La (jeune) garde rapprochée de Maxime Prévot

Le CDH veut insuffler un vent de jeunesse sur le parti. L’exemple vient d’en haut, avec les proches collaborateurs de son président.

Ecolo défend le climat, le PS les classes populaires, le MR les indépendants, etc. Ce poncif est très réducteur. Il percole pourtant dans l’esprit des électeurs.

Quelles sont les valeurs défendues par le CDH ? Le définir et le faire savoir sera l’une des missions de la nouvelle garder rapprochée de Maxime Prévot, tout frais président du CDH.

Si le président d’un parti prend naturellement la lumière, l’influence de ses proches collaborateurs se révèle prépondérante. Constat : les cadres ont été rajeunis, par rapport aux années Lutgen.

L’ex-jeune prodige de la politique namuroise, désormais âgé de 40 ans, cherche-t-il à faire passer un message ?

“Nous sommes un parti centriste qui veut s’adresser à tout le monde ”, désamorce Jean-Paul Bastin, 44 ans, bourgmestre de Malmedy et vice-président wallon du CDH. Reste que les primo-votants joueront un rôle significatif dans l’élection à venir. “Un tiers de nos jeunes élus a moins de 35 ans ! Ce n’est pas que casser l’image : cela représente la réalité”, assure-t-il.

Le discours se veut vert, moderne, jeune. Au risque de brusquer une partie plus âgée de l’électorat CDH ?

“ Je ne suis pas d’accord, nous n’avons pas un discours vert. Dans notre génération, on est né avec. On ne doit pas se forcer, c’est dans notre ADN ! J’ai été marcher le 2 décembre. Je trouve cela dommage quand j’entends Ecolo qui tente de récupérer une partie de l’électorat”, répond Matthieu Perin. Le bourgmestre de Les Bons Villers (Hainaut) au look très éco-friendly est aussi chef de cabinet du ministre René Collin. “Ce n’est pas parce que l’on préfère cette vision que l’on est contre les aînés ! Ce qui m’a fait entrer au CDH, c’est justement cette volonté de réunir et de ne pas opposer les gens”, conclut celui qui fut pressenti voici deux ans comme ministre wallon.

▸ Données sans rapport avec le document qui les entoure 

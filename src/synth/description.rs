// src/synth/description.rs
//! The five-paragraph long description.

use super::templates::Templates;
use super::{non_blank, Synthesizer};
use crate::models::BusinessRecord;

/// Joins list items into prose with an Oxford comma, lower-casing each item.
///
/// `["a"]` → `"a"`, `["a", "b"]` → `"a and b"`, `["a", "b", "c"]` → `"a, b, and c"`.
pub fn oxford_join<S: AsRef<str>>(items: &[S]) -> String {
    let lowered: Vec<String> = items
        .iter()
        .map(|s| s.as_ref().trim().to_lowercase())
        .filter(|s| !s.is_empty())
        .collect();

    match lowered.as_slice() {
        [] => String::new(),
        [only] => only.clone(),
        [first, second] => format!("{first} and {second}"),
        [rest @ .., last] => format!("{}, and {}", rest.join(", "), last),
    }
}

impl Synthesizer<'_> {
    /// Introduction, specializations, credentials, features and call to
    /// action, separated by blank lines.
    pub fn description(&self, record: &BusinessRecord) -> String {
        [
            self.introduction(record),
            self.specializations_paragraph(record),
            self.experience_paragraph(record),
            self.features_paragraph(record),
            self.call_to_action(record),
        ]
        .into_iter()
        .filter(|p| !p.is_empty())
        .collect::<Vec<_>>()
        .join("\n\n")
    }

    fn adjective(&self, record: &BusinessRecord) -> String {
        let t: &Templates = self.templates;
        let mut adjectives: Vec<&str> = Vec::new();

        match record.years_experience {
            Some(years) if years > t.highly_experienced_years => adjectives.push("highly experienced"),
            Some(years) if years > t.experienced_years => adjectives.push("experienced"),
            _ => {}
        }
        match record.rating {
            Some(rating) if rating >= t.top_rated => adjectives.push("top-rated"),
            Some(rating) if rating >= t.well_regarded => adjectives.push("well-regarded"),
            _ => {}
        }
        if !record.awards.is_empty() {
            adjectives.push("award-winning");
        }

        adjectives.truncate(t.max_adjectives);
        if adjectives.is_empty() {
            t.default_adjective.to_string()
        } else {
            adjectives.join(", ")
        }
    }

    pub(crate) fn introduction(&self, record: &BusinessRecord) -> String {
        let t = self.templates;
        let firm = non_blank(&record.firm_name).unwrap_or(t.default_firm_name);

        let mut intro = format!("{firm} is a {} {} law firm", self.adjective(record), t.category);
        let city = record.city.as_deref().and_then(non_blank);
        let state = record.state.as_deref().and_then(non_blank);
        match (city, state) {
            (Some(city), Some(state)) => intro.push_str(&format!(" serving {city}, {state}")),
            (Some(city), None) => intro.push_str(&format!(" based in {city}")),
            (None, Some(state)) => intro.push_str(&format!(" serving {state}")),
            (None, None) => {}
        }
        intro.push('.');

        let years = record.years_experience.filter(|y| *y > 0);
        match (record.founded_year, years) {
            (Some(founded), _) => {
                intro.push_str(&format!(" Since {founded}, {}", t.founded_sentence_tail));
            }
            (None, Some(years)) => {
                intro.push_str(&format!(" With over {years} years of experience, {}", t.years_sentence_tail));
            }
            (None, None) => {}
        }

        if let Some(rate) = record.success_rate.filter(|r| *r > 0) {
            intro.push_str(&format!(" Our team maintains an impressive {rate}% success rate."));
        }

        intro
    }

    pub(crate) fn specializations_paragraph(&self, record: &BusinessRecord) -> String {
        let t = self.templates;
        let joined = oxford_join(&record.specializations);
        if joined.is_empty() {
            return t.specializations_fallback.clone();
        }
        format!("Our practice areas include {joined}. {}", t.specializations_follow_up)
    }

    pub(crate) fn experience_paragraph(&self, record: &BusinessRecord) -> String {
        let t = self.templates;
        let mut clauses: Vec<String> = Vec::new();

        if let Some(cases) = record.total_cases_handled.filter(|c| *c > 0) {
            clauses.push(format!(
                "Our experienced team has successfully handled over {cases} {} cases",
                t.category
            ));
        }

        match record.awards.as_slice() {
            [] => {}
            [award] => clauses.push(format!("We have received {}", award.trim().trim_end_matches('.'))),
            awards => clauses.push(format!(
                "We have received {} professional awards and recognitions",
                awards.len()
            )),
        }

        if !record.accreditations.is_empty() {
            clauses.push(format!(
                "Our lawyers hold specialist accreditations in personal injury and {} law",
                t.category
            ));
        }

        if record.team_members.len() > 1 {
            clauses.push(format!(
                "Our team of {} dedicated legal professionals brings diverse expertise to every case",
                record.team_members.len()
            ));
        }

        if clauses.is_empty() {
            return t.experience_fallback.clone();
        }
        format!("{}.", clauses.join(". "))
    }

    pub(crate) fn features_paragraph(&self, record: &BusinessRecord) -> String {
        let t = self.templates;
        let flags = &record.features;
        let offered: Vec<&str> = [
            (flags.no_win_no_fee(), "no win, no fee arrangements"),
            (flags.free_consultation(), "free initial consultations"),
            (flags.home_visits(), "home and hospital visits"),
            (flags.telehealth(), "virtual consultations"),
        ]
        .into_iter()
        .filter_map(|(present, phrase)| present.then_some(phrase))
        .collect();

        if offered.is_empty() {
            return t.features_fallback.clone();
        }

        let mut para = format!("{} {}. {}", t.features_lead, oxford_join(&offered), t.features_follow_up);
        if let Some(response) = record.average_response_time.as_deref().and_then(non_blank) {
            para.push_str(&format!(
                " We pride ourselves on our responsiveness, typically responding to inquiries {}.",
                response.to_lowercase()
            ));
        }
        para
    }

    pub(crate) fn call_to_action(&self, record: &BusinessRecord) -> String {
        let t = self.templates;
        let firm = non_blank(&record.firm_name).unwrap_or(t.default_cta_firm_name);

        let contact = if record.features.free_consultation() {
            format!("Contact {firm} today for a free, confidential consultation.")
        } else {
            format!("Contact {firm} today to discuss your case.")
        };
        let closing = match record.city.as_deref().and_then(non_blank) {
            Some(city) => format!(
                "Let our experienced {city} {} lawyers fight for the justice and compensation you deserve.",
                t.category
            ),
            None => format!(
                "Let our experienced {} lawyers fight for the justice and compensation you deserve.",
                t.category
            ),
        };

        format!("{} {contact} {} {closing}", t.cta_opening, t.cta_review)
    }
}
use std::path::Path;

use image::{Rgba, RgbaImage};
use thiserror::Error;

use videocrop_core::crop::domain::draw_command::DrawCommand;
use videocrop_core::shared::color::Color;
use videocrop_core::shared::frame::Frame;
use videocrop_core::shared::overlay::Overlay;
use videocrop_core::shared::pixel_box::PixelBox;

use crate::scene::Texture;

/// Side of one checker square, in frame pixels.
const CHECKER_SIZE: f32 = 32.0;
const CHECKER_LIGHT: Color = Color::rgba(200, 200, 200, 255);
const CHECKER_DARK: Color = Color::rgba(90, 90, 90, 255);

/// Largest canvas side the preview will allocate, in pixels.
pub const MAX_PREVIEW_SIDE: u32 = 16384;

#[derive(Error, Debug, Clone, Copy, PartialEq)]
pub enum PreviewError {
    #[error("allocation far corner ({x2}, {y2}) is not finite")]
    NonFinite { x2: f32, y2: f32 },
    #[error("preview canvas {width}x{height} exceeds the {max} pixel side limit")]
    TooLarge { width: f32, height: f32, max: u32 },
}

/// Rasterises draw commands into an RGBA canvas sized to the allocation's
/// far corner.
///
/// A pixel is covered by a command when its centre lies inside the
/// destination box. Textured commands sample nearest-neighbour and are
/// blended source-over with their opacity.
pub fn render(
    commands: &[DrawCommand],
    allocation: &PixelBox,
    frame: Option<&Frame<'_, Texture>>,
    overlays: &[Overlay<'_, Texture>],
) -> Result<RgbaImage, PreviewError> {
    let (width, height) = canvas_size(allocation)?;
    let mut canvas = RgbaImage::new(width, height);

    for command in commands {
        match command {
            DrawCommand::BorderFill { dest, color, .. } => {
                fill(&mut canvas, dest, |_, _| *color);
            }
            DrawCommand::MainFrame {
                dest,
                tex_coords,
                state,
            } => {
                let Some(frame) = frame else { continue };
                let (fw, fh) = frame.resolution().as_f32();
                let tex = PixelBox::new(
                    tex_coords.x1(),
                    tex_coords.y1(),
                    tex_coords.x2(),
                    tex_coords.y2(),
                );
                fill(&mut canvas, dest, |u, v| {
                    let (s, t) = lerp_tex(&tex, u, v);
                    modulate(sample(frame.texture(), s, t, fw, fh), state.opacity)
                });
            }
            DrawCommand::Overlay {
                index,
                dest,
                tex_coords,
                state,
            } => {
                let Some(overlay) = overlays.get(*index) else {
                    log::warn!("Draw command references missing overlay {index}");
                    continue;
                };
                let position = overlay.position();
                fill(&mut canvas, dest, |u, v| {
                    let (s, t) = lerp_tex(tex_coords, u, v);
                    let texel = sample(overlay.texture(), s, t, position.width(), position.height());
                    modulate(texel, state.opacity)
                });
            }
        }
    }

    Ok(canvas)
}

/// Canvas dimensions covering the allocation's far corner, at least 1x1.
fn canvas_size(allocation: &PixelBox) -> Result<(u32, u32), PreviewError> {
    let (x2, y2) = (allocation.x2, allocation.y2);
    if !x2.is_finite() || !y2.is_finite() {
        return Err(PreviewError::NonFinite { x2, y2 });
    }
    let width = x2.ceil().max(1.0);
    let height = y2.ceil().max(1.0);
    let max = MAX_PREVIEW_SIDE as f32;
    if width > max || height > max {
        return Err(PreviewError::TooLarge {
            width,
            height,
            max: MAX_PREVIEW_SIDE,
        });
    }
    Ok((width as u32, height as u32))
}

pub fn save(canvas: &RgbaImage, path: &Path) -> Result<(), Box<dyn std::error::Error>> {
    if let Some(parent) = path.parent() {
        std::fs::create_dir_all(parent)?;
    }
    canvas.save(path)?;
    Ok(())
}

/// Visits every canvas pixel whose centre lies in `dest`, passing the
/// centre's fractional position within `dest`.
fn fill(canvas: &mut RgbaImage, dest: &PixelBox, mut shade: impl FnMut(f32, f32) -> Color) {
    if dest.is_empty() {
        return;
    }
    let x_start = (dest.x1 - 0.5).ceil().max(0.0) as u32;
    let y_start = (dest.y1 - 0.5).ceil().max(0.0) as u32;
    let x_end = ((dest.x2 - 0.5).ceil().max(0.0) as u32).min(canvas.width());
    let y_end = ((dest.y2 - 0.5).ceil().max(0.0) as u32).min(canvas.height());

    for y in y_start..y_end {
        let v = (y as f32 + 0.5 - dest.y1) / dest.height();
        for x in x_start..x_end {
            let u = (x as f32 + 0.5 - dest.x1) / dest.width();
            let color = shade(u, v);
            blend(canvas.get_pixel_mut(x, y), color);
        }
    }
}

fn lerp_tex(tex: &PixelBox, u: f32, v: f32) -> (f32, f32) {
    (tex.x1 + tex.width() * u, tex.y1 + tex.height() * v)
}

/// Samples a texture at normalised `(s, t)`. `width`/`height` give the
/// texture's nominal pixel size for procedural textures.
fn sample(texture: &Texture, s: f32, t: f32, width: f32, height: f32) -> Color {
    match texture {
        Texture::Solid(color) => *color,
        Texture::Checker => {
            let cx = (s * width / CHECKER_SIZE).floor() as i64;
            let cy = (t * height / CHECKER_SIZE).floor() as i64;
            if (cx + cy) % 2 == 0 {
                CHECKER_LIGHT
            } else {
                CHECKER_DARK
            }
        }
        Texture::Image(img) => {
            let x = ((s * img.width() as f32) as u32).min(img.width().saturating_sub(1));
            let y = ((t * img.height() as f32) as u32).min(img.height().saturating_sub(1));
            let [r, g, b, a] = img.get_pixel(x, y).0;
            Color::rgba(r, g, b, a)
        }
    }
}

/// Scales a texel's own alpha by the command opacity.
fn modulate(texel: Color, opacity: u8) -> Color {
    let alpha = (texel.alpha as u16 * opacity as u16 / 255) as u8;
    texel.with_alpha(alpha)
}

/// Source-over blend of `color` onto `dst`.
fn blend(dst: &mut Rgba<u8>, color: Color) {
    let alpha = color.alpha as u32;
    let inv = 255 - alpha;
    let [r, g, b, a] = dst.0;
    let mix = |src: u8, dst: u8| ((src as u32 * alpha + dst as u32 * inv + 127) / 255) as u8;
    *dst = Rgba([
        mix(color.red, r),
        mix(color.green, g),
        mix(color.blue, b),
        (alpha + (a as u32 * inv + 127) / 255).min(255) as u8,
    ]);
}

#[cfg(test)]
mod tests {
    use super::*;
    use videocrop_core::crop::domain::crop_config::CropConfig;
    use videocrop_core::crop::domain::region_mapper::compute_draw_commands;
    use videocrop_core::shared::color::ActorAppearance;
    use videocrop_core::shared::frame::VideoResolution;

    const RED: Color = Color::rgba(255, 0, 0, 255);

    fn appearance() -> ActorAppearance {
        ActorAppearance {
            background: Color::rgba(0, 0, 255, 255),
            paint_opacity: 255,
        }
    }

    #[test]
    fn test_canvas_matches_allocation() {
        let allocation = PixelBox::from_size(32.0, 24.0);
        let canvas = render(&[], &allocation, None, &[]).unwrap();
        assert_eq!(canvas.dimensions(), (32, 24));
        assert_eq!(canvas.get_pixel(0, 0).0, [0, 0, 0, 0]);
    }

    #[test]
    fn test_pillarbox_borders_and_frame() {
        let allocation = PixelBox::from_size(32.0, 24.0);
        let mut config = CropConfig::new();
        config.set_output_region([0.25, 0.0, 0.75, 1.0]).unwrap();
        config.set_paint_borders(true);
        let texture = Texture::Solid(RED);
        let frame = Frame::new(VideoResolution::new(64, 48), &texture);

        let commands = compute_draw_commands(allocation, Some(&frame), &config, &[], &appearance());
        let canvas = render(&commands, &allocation, Some(&frame), &[]).unwrap();

        assert_eq!(canvas.get_pixel(0, 12).0, [0, 0, 255, 255]);
        assert_eq!(canvas.get_pixel(7, 12).0, [0, 0, 255, 255]);
        assert_eq!(canvas.get_pixel(8, 12).0, [255, 0, 0, 255]);
        assert_eq!(canvas.get_pixel(23, 12).0, [255, 0, 0, 255]);
        assert_eq!(canvas.get_pixel(24, 12).0, [0, 0, 255, 255]);
        assert_eq!(canvas.get_pixel(31, 23).0, [0, 0, 255, 255]);
    }

    #[test]
    fn test_frame_image_is_sampled_through_crop() {
        // Left half red, right half green; crop keeps only the right half.
        let mut img = RgbaImage::new(4, 2);
        for (x, _, px) in img.enumerate_pixels_mut() {
            *px = if x < 2 {
                Rgba([255, 0, 0, 255])
            } else {
                Rgba([0, 255, 0, 255])
            };
        }
        let texture = Texture::Image(img);
        let frame = Frame::new(VideoResolution::new(4, 2), &texture);
        let mut config = CropConfig::new();
        config.set_input_region([0.5, 0.0, 1.0, 1.0]).unwrap();
        let allocation = PixelBox::from_size(8.0, 8.0);

        let commands = compute_draw_commands(allocation, Some(&frame), &config, &[], &appearance());
        let canvas = render(&commands, &allocation, Some(&frame), &[]).unwrap();

        assert!(canvas.pixels().all(|p| p.0 == [0, 255, 0, 255]));
    }

    #[test]
    fn test_overlay_is_blended_on_top() {
        let frame_texture = Texture::Solid(Color::rgba(0, 0, 0, 255));
        let overlay_texture = Texture::Solid(Color::rgba(255, 255, 255, 255));
        let frame = Frame::new(VideoResolution::new(16, 16), &frame_texture);
        let overlays = [Overlay::new(&overlay_texture, PixelBox::new(0.0, 0.0, 8.0, 8.0))];
        let allocation = PixelBox::from_size(16.0, 16.0);
        let config = CropConfig::new();

        let commands =
            compute_draw_commands(allocation, Some(&frame), &config, &overlays, &appearance());
        let canvas = render(&commands, &allocation, Some(&frame), &overlays).unwrap();

        assert_eq!(canvas.get_pixel(2, 2).0, [255, 255, 255, 255]);
        assert_eq!(canvas.get_pixel(12, 12).0, [0, 0, 0, 255]);
    }

    #[test]
    fn test_translucent_frame_keeps_texel_alpha() {
        let texture = Texture::Solid(Color::rgba(255, 255, 255, 128));
        let frame = Frame::new(VideoResolution::new(4, 4), &texture);
        let allocation = PixelBox::from_size(4.0, 4.0);
        let config = CropConfig::new();

        let commands = compute_draw_commands(allocation, Some(&frame), &config, &[], &appearance());
        let canvas = render(&commands, &allocation, Some(&frame), &[]).unwrap();

        // Half-transparent white onto an empty canvas, not opaque white.
        assert_eq!(canvas.get_pixel(1, 1).0, [128, 128, 128, 128]);
    }

    #[test]
    fn test_modulate_multiplies_alpha() {
        assert_eq!(modulate(Color::rgba(9, 9, 9, 128), 255).alpha, 128);
        assert_eq!(modulate(Color::rgba(9, 9, 9, 255), 128).alpha, 128);
        assert_eq!(modulate(Color::rgba(9, 9, 9, 128), 128).alpha, 64);
        assert_eq!(modulate(Color::rgba(9, 9, 9, 255), 0).alpha, 0);
    }

    #[test]
    fn test_oversized_allocation_is_rejected() {
        let allocation = PixelBox::from_size(1.0e10, 1.0e10);
        let err = render(&[], &allocation, None, &[]).unwrap_err();
        assert!(matches!(err, PreviewError::TooLarge { max: MAX_PREVIEW_SIDE, .. }));
    }

    #[test]
    fn test_non_finite_allocation_is_rejected() {
        let allocation = PixelBox::new(0.0, 0.0, f32::INFINITY, 24.0);
        let err = render(&[], &allocation, None, &[]).unwrap_err();
        assert!(matches!(err, PreviewError::NonFinite { .. }));

        let allocation = PixelBox::new(0.0, 0.0, 32.0, f32::NAN);
        assert!(render(&[], &allocation, None, &[]).is_err());
    }

    #[test]
    fn test_largest_allowed_side_is_accepted() {
        let allocation = PixelBox::from_size(MAX_PREVIEW_SIDE as f32, 1.0);
        let canvas = render(&[], &allocation, None, &[]).unwrap();
        assert_eq!(canvas.dimensions(), (MAX_PREVIEW_SIDE, 1));
    }

    #[test]
    fn test_blend_half_alpha() {
        let mut px = Rgba([0, 0, 0, 255]);
        blend(&mut px, Color::rgba(255, 255, 255, 128));
        assert_eq!(px.0, [128, 128, 128, 255]);
    }

    #[test]
    fn test_checker_alternates() {
        let a = sample(&Texture::Checker, 0.0, 0.0, 64.0, 64.0);
        let b = sample(&Texture::Checker, 0.75, 0.0, 64.0, 64.0);
        assert_ne!(a, b);
    }

    #[test]
    fn test_save_writes_png() {
        let dir = tempfile::tempdir().unwrap();
        let path = dir.path().join("nested").join("preview.png");
        let canvas = RgbaImage::from_pixel(4, 4, Rgba([1, 2, 3, 255]));
        save(&canvas, &path).unwrap();

        let img = image::open(&path).unwrap().to_rgba8();
        assert_eq!(img.get_pixel(3, 3).0, [1, 2, 3, 255]);
    }
}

La conversation dévie rapidement vers le cas Ecolo.

Les hommes de Maxime Prévot ne veulent pas d’une écologie “punitive” . Cet argument, stratégie de com’ du parti depuis des mois, est de nouveau martelé. “ L’humanisme, c’est la lutte contre la montée de l’individualisme ” , définit Antoine de Borman, directeur du Centre d’étude politiques du parti (Cepess) dont il est l’idéologue en chef.

Le parti souhaite aussi s’affirmer comme féministe, antiraciste et bruxellois. Véronique Lefranc, échevine à Koekelberg (46 ans) réunit ces trois conditions. Celle qui se définit avec humour comme “ la doyenne de l’équipe ” s era l’une des 4 porte-parole de la campagne. “ Le CDH n’est pas un parti à la vision uniquement rurale ”, assure-t-elle.

“ À Bruxelles, en particulier, il y a un besoin de radicalité dans la transformation de la ville. C’est une volonté du président d’avoir la moitié de l’équipe qui vient de Bruxelles (NdlR : aussi Mounir Laarissi, échevin à Jette, et Céline Frémault, vice-présidente bruxelloise du parti”) , ajoute Laurent Hacken, 34 ans, secrétaire politique du parti et conseiller communal à Forest.

“Au niveau local, on peut s’approprier l’écologie de manière positive, sans se voir imposer des changements depuis l’extérieur” , souligne Coralie Bonnet, nouvelle échevine à Bastogne.


C’est que le CDH poursuit sa réflexion sur la maison quatre façades, véritable totem du monde rural. Risqué ?

“Le rêve du citoyen, c’est surtout d’avoir le moins de charges et de consommer le moins possible !” , s’insurge Coralie Bonnet.

“ Les quatre façades en ville, clairement, n’y ont pas la place !”, conclut Laurent Hacken. Le PSC de papa semble bien loin.